Les soleils vides

 

 

La course des astres,

Lentement la nuit reprenait de l’allure

Voile après voile pour sa danse sacrée

Aux ombres

Il n’y avait pas eu de saison et les soleils vides

Fourbus rentraient se coucher sans un mot

De trop les petites étoiles du matin filaient

En douce sous le lit lourd des rêves perdus

Et les agités gris semaient aux quatre riens

Leurs illusions pleines de sable humide.

 

De petits être verts nagent en tout coin du ciel

Mars est sorti de son orbite

On ne peut donc l’accuser

De cet horizon aux couleurs champêtres

Qui sait si demain ils prendront la teinte

Jaune rouille du soleil noyé

Ou l’accent grave d’un château aux tours envolées

Le poids des pierres les empêchent

De courir étreindre ces inconnus

Et les arbres jaloux de cette nouvelle notoriété

De concert abandonne leurs feuilles

La saison dans la coulisse pleure à chaudes larmes

Son entrée en scène est gâchée

 

Louis dort à l’orée d’une jeune forêt

Le temps se dissout dans la brume des continents

Tout est animal et piétine les braises

Pour éteindre l’incendie qui ravage les os blancs

Le silence se présente à la porte verrouillée

Il fredonne un chant doux comme un baume apaisant

Que l’oreille fatiguée devra inventer

Tout ici dort et vit à l’abri du futile

Les morts et les vivants réconciliés saisissent l’essentiel

L’immédiat dirige un concert de cigales

Sous une jolie tonnelle de rayons de soleil

 

L’écriture mène par le nez

Au bout de lui-même le poète

Il aperçoit alors son reflet dans la vitre

Que tous les jours un caillou casse

Dans l’ombre une fronde s’abrite

Puis armée commet ce délit

À la même heure quand au piano

Quelqu’un produit d’insupportables gammes

Je connais cet apprenti peu doué

Il me ressemble or je me vois cloué

Sur un des murs de mon étroite chambre

Une chambre qui tourne comme un manège

Nul moteur n’est à l’œuvre

Lorsque le silence subit l’assaut des mots

Avec résignation selon son habitude.

 

Avec : Phoenixs la tête dans les étoiles, Élisa à l’orée du concert, 4Z ou peut-être son reflet dans la vitre, et Éclaircie dans la coulisse.

 

Je remercie Phoenixs pour le titre et vous tous pour ce bel ensemble.

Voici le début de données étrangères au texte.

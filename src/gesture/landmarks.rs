//! Hand landmark storage and the landmark source seam.

use serde::{Deserialize, Serialize};

use crate::circuit::Position;
use crate::error::{CircuitCvError, Result};

// ============================================================================
// HAND LANDMARK INDICES
// ============================================================================

pub const WRIST: usize = 0;
pub const THUMB_CMC: usize = 1;
pub const THUMB_MCP: usize = 2;
pub const THUMB_IP: usize = 3;
pub const THUMB_TIP: usize = 4;
pub const INDEX_MCP: usize = 5;
pub const INDEX_PIP: usize = 6;
pub const INDEX_DIP: usize = 7;
pub const INDEX_TIP: usize = 8;
pub const MIDDLE_MCP: usize = 9;
pub const MIDDLE_PIP: usize = 10;
pub const MIDDLE_DIP: usize = 11;
pub const MIDDLE_TIP: usize = 12;
pub const RING_MCP: usize = 13;
pub const RING_PIP: usize = 14;
pub const RING_DIP: usize = 15;
pub const RING_TIP: usize = 16;
pub const PINKY_MCP: usize = 17;
pub const PINKY_PIP: usize = 18;
pub const PINKY_DIP: usize = 19;
pub const PINKY_TIP: usize = 20;

/// Number of keypoints reported per hand.
pub const LANDMARK_COUNT: usize = 21;

// ============================================================================
// DATA STRUCTURES
// ============================================================================

/// Largest accepted magnitude of a normalized coordinate.
///
/// Trackers report points slightly outside the frame for a partly visible
/// hand, so the bound is loose.
pub const MAX_LANDMARK_COORD: f32 = 4.0;

/// One keypoint in normalized image coordinates (0..1, y grows downward).
#[derive(Debug, Clone, Copy, PartialEq, Default, Serialize, Deserialize)]
pub struct Landmark {
    pub x: f32,
    pub y: f32,
}

impl Landmark {
    pub const fn new(x: f32, y: f32) -> Self {
        Self { x, y }
    }

    /// Denormalize against a frame, truncating toward zero.
    pub fn to_pixels(&self, size: FrameSize) -> Position {
        Position::new(
            (self.x * size.width as f32) as i32,
            (self.y * size.height as f32) as i32,
        )
    }
}

fn in_range(v: f32) -> bool {
    v.is_finite() && v.abs() <= MAX_LANDMARK_COORD
}

/// The 21 keypoints of a single tracked hand.
#[derive(Debug, Clone, PartialEq)]
pub struct HandLandmarks {
    points: [Landmark; LANDMARK_COUNT],
}

impl HandLandmarks {
    pub fn new(points: [Landmark; LANDMARK_COUNT]) -> Self {
        Self { points }
    }

    /// Build from `[x, y]` pairs; extra trailing values per point (z) are ignored.
    ///
    /// Non-finite coordinates and coordinates beyond [`MAX_LANDMARK_COORD`]
    /// are rejected.
    pub fn from_pairs<P: AsRef<[f32]>>(pairs: &[P]) -> Result<Self> {
        if pairs.len() != LANDMARK_COUNT {
            return Err(CircuitCvError::invalid_landmarks(pairs.len()));
        }
        let mut points = [Landmark::default(); LANDMARK_COUNT];
        for (index, (slot, pair)) in points.iter_mut().zip(pairs).enumerate() {
            let (x, y) = match pair.as_ref() {
                [x, y, ..] => (*x, *y),
                _ => return Err(CircuitCvError::invalid_landmarks(pairs.len())),
            };
            if !in_range(x) || !in_range(y) {
                return Err(CircuitCvError::LandmarkOutOfRange { index, x, y });
            }
            *slot = Landmark::new(x, y);
        }
        Ok(Self { points })
    }

    /// Build from a flat `x0, y0, x1, y1, ...` buffer of 42 floats.
    pub fn from_flat(values: &[f32]) -> Result<Self> {
        if values.len() != LANDMARK_COUNT * 2 {
            return Err(CircuitCvError::invalid_landmarks(values.len() / 2));
        }
        let pairs: Vec<&[f32]> = values.chunks_exact(2).collect();
        Self::from_pairs(&pairs)
    }

    /// Keypoint by index (see the `*_TIP` / `*_MCP` constants).
    pub fn get(&self, idx: usize) -> Landmark {
        self.points[idx]
    }

    pub fn points(&self) -> &[Landmark; LANDMARK_COUNT] {
        &self.points
    }

    /// Pixel position of a keypoint.
    pub fn pixel(&self, idx: usize, size: FrameSize) -> Position {
        self.points[idx].to_pixels(size)
    }
}

/// Dimensions of a camera frame in pixels.
#[derive(Debug, Clone, Copy, PartialEq, Eq, Serialize, Deserialize)]
pub struct FrameSize {
    pub width: u32,
    pub height: u32,
}

impl FrameSize {
    /// Create a frame size, rejecting empty frames.
    pub fn new(width: u32, height: u32) -> Result<Self> {
        if width == 0 || height == 0 {
            return Err(CircuitCvError::InvalidFrameSize { width, height });
        }
        Ok(Self { width, height })
    }
}

impl Default for FrameSize {
    fn default() -> Self {
        Self {
            width: 1024,
            height: 768,
        }
    }
}

// ============================================================================
// LANDMARK SOURCE
// ============================================================================

/// Anything that can find a hand in a camera frame.
///
/// Returning `None` means no hand is visible, which is a normal state and
/// not an error.
pub trait LandmarkSource {
    type Frame;

    /// Pixel dimensions of `frame`.
    fn frame_size(&self, frame: &Self::Frame) -> FrameSize;

    /// Locate at most one hand in `frame`.
    fn locate(&mut self, frame: &Self::Frame) -> Option<HandLandmarks>;
}

/// A frame whose landmarks were already extracted upstream.
#[derive(Debug, Clone, PartialEq)]
pub struct TrackedFrame {
    pub size: FrameSize,
    pub hand: Option<HandLandmarks>,
}

/// Pass-through source for frames tracked by an external process.
#[derive(Debug, Clone, Copy, Default)]
pub struct PreTracked;

impl LandmarkSource for PreTracked {
    type Frame = TrackedFrame;

    fn frame_size(&self, frame: &TrackedFrame) -> FrameSize {
        frame.size
    }

    fn locate(&mut self, frame: &TrackedFrame) -> Option<HandLandmarks> {
        frame.hand.clone()
    }
}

4 replies on “Les soleils vides”

  1. phoenixs dit :

    Les petits hommes se hâtent de retourner aux abris car il n’est pas garanti qu’ils obtiennent le droit d’asile 😉
    Le soleil brille sans doute mais qui éblouit-il ?

  2. Éclaircie dit :

    Le « soleil vide » sous l’assaut des mots, l’oreille fatiguée compose des chants, la saison ne quitte plus les coulisses, et les poètes bercés par la lune, fidèle à la nuit, nous offrent, cette semaine encore, un paysage subtil, magique que le lecteur ne se lasse de contempler.

  3. 4Z2A84 dit :

    Qui étaient ces « agités gris » qui « semaient aux quatre vents leurs illusions » ?
    Comment le silence parvient-il à fredonner « un chant doux comme un baume apaisant que l’oreille fatiguée devra inventer » ?
    Pourquoi l’ « entrée en scène » de « la saison » est-elle « gâchée » ? Le fait de se trouver « dans la coulisse » l’explique-t-il ?
    Autant de mystère que le poète, mené par le bout du nez, attribue à la vitesse de l’écriture et à la vacuité des soleils.

  4. Elisa-R dit :

    Ni vides ni vains, peut-être quand même les deux, les soleils d’ici brillent. Tous.